Mais il ne savait pas dire toutes ces choses, encore moins à Jaskier. C'était une relation qu'il leur avait imposée à tous les deux et il ne souhaitait pas s'encombrer d'un barde bavard, à la base. C'était le jeune noble qui l'avait suivi, qui avait décidé que ses aventures feraient de bonnes histoires dont il pourrait s'inspirer, qu'il voulait rendre honneur à sa force et son courage et faire changer les mentalités à son sujet. Et Geralt n'avait pas pu se débarrasser de lui parce que le barde était têtu et collant.

Mais, au fur et à mesure… il s'était mis à apprécier les moments où leurs chemins se croisaient. Jaskier était un compagnon de voyage… agréable. Il était gentil, attentionné, joyeux… un peu trop joyeux… mais il s'intéressait à tout et il n'avait aucun mal à désamorcer des situations parfois tendues. Son moulin à paroles était ininterrompu et ses chansons lui restaient affreusement en tête parfois. Mais avec le barde, il n'était plus seul. Et il avait besoin de ne plus être seul parfois, et plus il passait du temps avec lui, plus ce besoin devenait fort. Il voulait un ami, même s'il s'était persuadé dès le départ que ça ne servirait à rien, puisque personne n'aimerait jamais les Sorceleurs comme lui.

Ils étaient trop considérés comme des bêtes assoiffées de sang, sans morale et sans lois.

Mais Jaskier savait voir à travers tout ça. Parce qu'il était naïf ? Parce qu'il avait une vision poétique du monde ? Parce qu'il croyait sincèrement en l'amitié et qu'il avait vu que le chasseur de monstres et lui pourraient être de très bons amis ? Geralt ne savait pas, mais le troubadour s'était attaché à lui et il s'était attaché au troubadour en retour.

Ce fut pour ça qu'il protégea Jaskier de l'homme qui lui voulait du mal à Cintra. Qu'il inventa une histoire complètement fausse mais qui eut l'avantage de lever tout soupçon et puis de se moquer un peu de lui au passage. Qu'il lui fit un sourire et un regard gentil quand le barde lui reprocha la blague et répondit : « Je t'ai surtout sauvé la vie. Maintenant, essaye de tenir une nuit sans mourir d'un coup de couteau. »

Il aurait bien aimé pouvoir dire davantage à Jaskier, mais il avait du mal. C'était nouveau pour lui et leurs chamailleries incessantes étaient une constante installée entre eux depuis longtemps, depuis le premier jour.

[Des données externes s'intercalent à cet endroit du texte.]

// Copyright 2025 the Understory Authors
// SPDX-License-Identifier: Apache-2.0 OR MIT

//! Placement.
//!
//! Find seats, place content from raycasts with each positioning method, and plan furniture.
//!
//! Run:
//! - `cargo run -p understory_demos --example room_placement`

use std::collections::HashMap;

use glam::DVec3;
use rand::SeedableRng;
use rand::rngs::StdRng;
use tracing_subscriber::layer::SubscriberExt;
use tracing_subscriber::util::SubscriberInitExt;
use tracing_subscriber::{EnvFilter, fmt};
use understory_anchor::{AnchorLabels, LabelFilter};
use understory_room::{
    PositioningMethod, Room, RoomData, ScalingMode, SpawnAsset, SpawnGroup, SpawnSource,
};

const LIVING_ROOM: &str = include_str!("../data/living_room.json");

fn main() {
    tracing_subscriber::registry()
        .with(EnvFilter::try_from_default_env().unwrap_or_else(|_| EnvFilter::new("info")))
        .with(fmt::layer())
        .init();

    let mut room = Room::default();
    room.load_from_data(&RoomData::from_json_str(LIVING_ROOM).expect("bundled room parses"));

    // Seats on the couch, facing into the room.
    for seat in room.seats() {
        println!(
            "seat at {} facing {}",
            seat.pose.translation,
            seat.pose.forward()
        );
    }
    let eye = DVec3::new(2.5, 0.5, 1.6);
    if let Some(seat) = room.try_get_closest_seat_pose(eye, DVec3::new(0.4, 1.0, -0.4)) {
        println!("looking right of center picks the seat at {}", seat.pose.translation);
    }

    // Put something on the coffee table three ways.
    let toward_table = DVec3::new(0.0, 1.0, -1.0);
    for method in [
        PositioningMethod::Default,
        PositioningMethod::Center,
        PositioningMethod::Edge,
    ] {
        if let Some(placed) = room.get_best_pose_from_raycast(
            eye,
            toward_table,
            0.0,
            LabelFilter::including(AnchorLabels::TABLE),
            method,
        ) {
            println!(
                "{method:?}: at {} facing {}",
                placed.pose.translation,
                placed.pose.forward()
            );
        }
    }

    // Hang something on the wall behind the viewer.
    if let Some(placed) = room.get_best_pose_from_raycast(
        eye,
        DVec3::NEG_Y,
        0.0,
        LabelFilter::including(AnchorLabels::WALLS),
        PositioningMethod::Default,
    ) {
        println!("wall mount at {} facing {}", placed.pose.translation, placed.pose.forward());
    }

    // Plan furniture: real assets for couches and tables, procedural for the rest.
    let mut groups = HashMap::new();
    groups.insert(
        AnchorLabels::COUCH,
        SpawnGroup {
            assets: vec![SpawnAsset {
                name: "sofa_modern".into(),
                size: DVec3::new(2.2, 0.9, 0.8),
            }],
            scaling: ScalingMode::UniformXyScale,
        },
    );
    groups.insert(
        AnchorLabels::TABLE,
        SpawnGroup {
            assets: vec![
                SpawnAsset {
                    name: "table_oak".into(),
                    size: DVec3::new(1.2, 0.7, 0.45),
                },
                SpawnAsset {
                    name: "table_glass".into(),
                    size: DVec3::new(1.0, 0.6, 0.4),
                },
            ],
            scaling: ScalingMode::Stretch,
        },
    );
    let mut rng = StdRng::seed_from_u64(7);
    for item in room.plan_interior_from_rng(&mut rng, &groups, true) {
        let what = match &item.source {
            SpawnSource::Asset(name) => name.as_str(),
            SpawnSource::Procedural => "procedural",
        };
        println!(
            "{what:>12} at {} scale {}",
            item.pose.translation, item.scale
        );
    }
}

Et puis bon, à quoi servirait-il d'être sentimental ? Le barde savait sans doute ce qu'il ressentait… n'est-ce pas ? Puisqu'il passait son temps à répéter tout un tas de choses sur leur amitié, malgré le déni de Geralt qui rétorquait qu'il n'y avait aucun lien d'affection entre eux. Oui, c'était évident, il devait savoir que ses grommellements étaient faux.

Les mois continuèrent de défiler au-dessus de leurs têtes. Geralt ne prétendit pas que le barde et lui n'étaient pas amis à leur rencontre suivante et ne put pas non plus nier ce mot devant Yennefer.

Il se mit sincèrement à avoir peur pour sa vie quand le djinn essaya de le tuer.

Il s'en voulu d'avoir pu lui dire des choses méchantes, alors qu'il savait bien qu'ils se disputaient pour rien.

Il voulut le protéger de Yennefer, qui convoitait visiblement le pouvoir du génie.

Il fut heureux de constater qu'il était guéri, quelques heures après.

Ce prétexte pour aller secourir la magicienne de sa folie lui échappa : « Elle t'a sauvé la vie, Jaskier, je ne la laisserai pas mourir. »

Il était ami avec le troubadour et, même s'il ne se projetait pas si loin dans le futur, il espérait qu'elle durerait toute leur vie.

Elle avait été lente à mûrir, leur amitié, se disait-il à chaque fois que le barde sortait de nulle part pour se joindre à ses voyages, qu'il lui demandait de l'aide ou l'assistait parfois en retour, quand il lui permettait d'apprendre des choses sur lui-même, quand ils dînaient ensemble, quand ils se racontaient leur vie, quand il se laissait entrainer dans des jeux idiots, quand ils avaient peur l'un pour l'autre ou qu'ils se veillaient tard le soir. Elle avait été lente, mais elle en valait la peine.

« D'où est-ce que ça sort, ça ? s'étonna Jaskier quand le Sorceleur, réfléchissant à tout cela, le serra spontanément dans ses bras.

-De nulle part, rétorqua Geralt en s'écartant pour lui tapoter l'épaule. N'oublie pas que je refuse toujours que quelqu'un ait besoin de moi. Alors tu as intérêt à rembourser ta dette à ce seigneur et vite.

-Sauf que je ne suis pas n'importe qui, répliqua le barde avec un sourire en coin, je suis ton meilleur ami.

-Hum, acquiesça le Sorceleur avec un infime mouvement de tête et un sourire. »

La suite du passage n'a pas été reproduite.